Algebrite is a Javascript (Typescript) library for symbolic mathematics designed to be comprehensible and easily extensible.

var Algebrite = require('algebrite')

Algebrite.run('x + x') // => "2 x"

Algebrite.factor('10!').toString() // => "2^8 3^4 5^2 7"

Algebrite.eval('integral(x^2)').toString() // => "1/3 x^3"

// composing...
Algebrite.integral(Algebrite.eval('x')).toString() // => "1/2 x^2"

Features

Algebrite supports: arbitrary-precision arithmetic, complex quantities, simplification, expansion , substitution, symbolic and numeric roots, units of measurement, matrices, derivatives and gradients, tensors, integrals, multi-integrals, computing integrals and much more!

Examples and manual

Please refer to http://algebrite.org/

All the built-in methods in Algebrite are exposed through a javascript interface. Strings are automatically parsed as expressions, numbers are converted into the appropriate representation, and the internal cons objects are returned.

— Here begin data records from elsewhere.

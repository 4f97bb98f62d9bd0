//! Key index selection for new users.

use std::collections::HashSet;

use time::OffsetDateTime;

use crate::error::StoreError;
use crate::record::{Assignment, Registry, UsageEvent, UsageLog, UserRecord};

/// Pick the pool index for a user not yet in `registry`.
///
/// The lowest index no existing record references wins. Once every index is
/// taken, `registry.len() % pool_size` is used, i.e. the size of the registry
/// before the new record is inserted.
///
/// `pool_size` must be non-zero.
pub fn select_key_index(registry: &Registry, pool_size: usize) -> usize {
    debug_assert!(pool_size > 0);
    let used: HashSet<usize> = registry.values().map(|r| r.api_key_index).collect();
    (0..pool_size)
        .find(|i| !used.contains(i))
        .unwrap_or(registry.len() % pool_size)
}

/// Bind `email` to a pool index inside `registry`.
///
/// Existing users keep their index and counters. A record whose index no
/// longer fits the pool is re-bound with [`select_key_index`] over the other
/// records, counters intact.
pub(crate) fn assign_in(
    registry: &mut Registry,
    email: &str,
    pool_size: usize,
    user_agent: Option<&str>,
    now: OffsetDateTime,
) -> Result<Assignment, StoreError> {
    if pool_size == 0 {
        return Err(StoreError::EmptyPool);
    }

    if let Some(existing) = registry.get(email) {
        if existing.api_key_index < pool_size {
            return Ok(Assignment {
                record: existing.clone(),
                is_new: false,
                reassigned: false,
            });
        }
        let Some(mut record) = registry.remove(email) else {
            return Err(StoreError::backend("registry entry vanished"));
        };
        let stale = record.api_key_index;
        record.api_key_index = select_key_index(registry, pool_size);
        tracing::warn!(
            email,
            stale_index = stale,
            new_index = record.api_key_index,
            pool_size,
            "rebinding user to a key that still exists"
        );
        registry.insert(email.to_string(), record.clone());
        return Ok(Assignment {
            record,
            is_new: false,
            reassigned: true,
        });
    }

    let index = select_key_index(registry, pool_size);
    let record = UserRecord::new(index, now, user_agent);
    registry.insert(email.to_string(), record.clone());
    Ok(Assignment {
        record,
        is_new: true,
        reassigned: false,
    })
}

/// Append `event` to the usage log and bump the user's counters.
///
/// Returns `false` when `email` has no record; the event is still logged.
pub(crate) fn record_in(
    registry: &mut Registry,
    usage: &mut UsageLog,
    email: &str,
    event: UsageEvent,
) -> bool {
    let cost = event.cost;
    usage.entry(email.to_string()).or_default().push(event);
    match registry.get_mut(email) {
        Some(record) => {
            record.add_usage(cost);
            true
        }
        None => false,
    }
}

#[cfg(test)]
mod tests {
    use time::OffsetDateTime;

    use super::*;
    use crate::record::UserRecord;

    fn registry(indices: &[usize]) -> Registry {
        indices
            .iter()
            .enumerate()
            .map(|(n, &i)| {
                (
                    format!("user{n}@x.com"),
                    UserRecord::new(i, OffsetDateTime::UNIX_EPOCH, None),
                )
            })
            .collect()
    }

    #[test]
    fn test_empty_registry_gets_zero() {
        assert_eq!(select_key_index(&Registry::new(), 3), 0);
    }

    #[test]
    fn test_first_unused_index() {
        assert_eq!(select_key_index(&registry(&[0]), 2), 1);
        assert_eq!(select_key_index(&registry(&[0, 2]), 4), 1);
        assert_eq!(select_key_index(&registry(&[1, 1, 1]), 3), 0);
    }

    #[test]
    fn test_wraparound_when_pool_exhausted() {
        // pool [K0, K1]: a -> 0, b -> 1, c -> 2 % 2 = 0
        assert_eq!(select_key_index(&registry(&[0, 1]), 2), 0);
        assert_eq!(select_key_index(&registry(&[0, 1, 0]), 2), 1);
        assert_eq!(select_key_index(&registry(&[0, 1, 0, 1, 0]), 2), 1);
        assert_eq!(select_key_index(&registry(&[0]), 1), 0);
    }

    #[test]
    fn test_out_of_range_indices_do_not_count_as_used() {
        // A stale index 5 does not occupy any slot of a 2-key pool.
        assert_eq!(select_key_index(&registry(&[5]), 2), 0);
    }

    #[test]
    fn test_assign_in_sequence() {
        let mut reg = Registry::new();
        let now = OffsetDateTime::UNIX_EPOCH;
        let a = assign_in(&mut reg, "a@x.com", 2, None, now).unwrap();
        let b = assign_in(&mut reg, "b@x.com", 2, None, now).unwrap();
        let c = assign_in(&mut reg, "c@x.com", 2, Some("ua"), now).unwrap();
        assert_eq!(
            [a.record.api_key_index, b.record.api_key_index, c.record.api_key_index],
            [0, 1, 0]
        );
        assert!(a.is_new && b.is_new && c.is_new);
        assert_eq!(c.record.user_agent.as_deref(), Some("ua"));

        let again = assign_in(&mut reg, "a@x.com", 2, None, now).unwrap();
        assert!(!again.is_new);
        assert_eq!(again.record, a.record);
        assert_eq!(reg.len(), 3);
    }

    #[test]
    fn test_assign_in_empty_pool() {
        let mut reg = Registry::new();
        let err = assign_in(&mut reg, "a@x.com", 0, None, OffsetDateTime::UNIX_EPOCH);
        assert!(matches!(err, Err(StoreError::EmptyPool)));
        assert!(reg.is_empty());
    }

    #[test]
    fn test_assign_in_rebinds_stale_index() {
        let mut reg = registry(&[0, 4]);
        reg.get_mut("user1@x.com").unwrap().add_usage(0.2);

        let out = assign_in(&mut reg, "user1@x.com", 2, None, OffsetDateTime::UNIX_EPOCH).unwrap();
        assert!(!out.is_new);
        assert!(out.reassigned);
        assert_eq!(out.record.api_key_index, 1);
        assert_eq!(out.record.total_messages, 1);
        assert_eq!(reg["user1@x.com"].api_key_index, 1);
    }

    #[test]
    fn test_record_in() {
        let mut reg = registry(&[0]);
        let mut usage = UsageLog::new();
        let event = UsageEvent::new(OffsetDateTime::UNIX_EPOCH, "Hi", "Hello", 0.0001);

        assert!(record_in(&mut reg, &mut usage, "user0@x.com", event.clone()));
        assert_eq!(reg["user0@x.com"].total_messages, 1);

        assert!(!record_in(&mut reg, &mut usage, "ghost@x.com", event));
        assert!(!reg.contains_key("ghost@x.com"));
        assert_eq!(usage["ghost@x.com"].len(), 1);
        assert_eq!(usage["user0@x.com"][0].message_length, 2);
    }
}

The cons objects have a toString method which converts it into a pretty-print notation.

How to build

For a build to run tests:

  1. make sure npm is installed, then:
  2. npm install
  3. bazelisk build algebrite

(bazelisk is the launcher for the bazel build system). The bazel build system tends to be smart and cache things. You can do a thorough clean by:

bazelisk clean; rm -rf ./dist/*

The so called "npm build" does a build for npm and browser:

  1. make sure npm is installed, then:
  2. npm install (if you didn't run this already)
  3. bazelisk build npm
  4. open index.html

How to test

For full tests:

bazelisk test :all

or, if caches get in the way:

bazelisk test :all --cache_test_results=no

Contribute

please take a look at the contributing file.

References

Algebrite starts as an adaptation of the EigenMath CAS by George Weigt. Also you might want to check another fork of EigenMath: SMIB by Philippe Billet.

Another CAS of similar nature is SymPy made in Python.